TASK BRIEF
Copy out each line of the data holding "intake".

AVAILABLE DATA
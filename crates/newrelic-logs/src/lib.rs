// Copyright 2025-Present New Relic, Inc. https://newrelic.com/
// SPDX-License-Identifier: Apache-2.0

//! Batching, compression, and delivery of structured log records to the
//! New Relic Logs intake.
//!
//! The crate is split along the two halves of the delivery pipeline:
//! [`payload::package_records`] turns an ordered batch of records into
//! size-bounded gzip payloads, and [`intake::IntakeClient`] transmits those
//! payloads in order with the configured credential header.

#![cfg_attr(not(test), deny(clippy::panic))]
#![cfg_attr(not(test), deny(clippy::unwrap_used))]
#![cfg_attr(not(test), deny(clippy::expect_used))]
#![cfg_attr(not(test), deny(clippy::todo))]
#![cfg_attr(not(test), deny(clippy::unimplemented))]

pub mod config;
pub mod error;
pub mod http;
pub mod intake;
pub mod payload;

WRITTEN RESPONSE
//! New Relic Logs intake.
//! size-bounded gzip payloads, and [`intake::IntakeClient`] transmits those
pub mod intake;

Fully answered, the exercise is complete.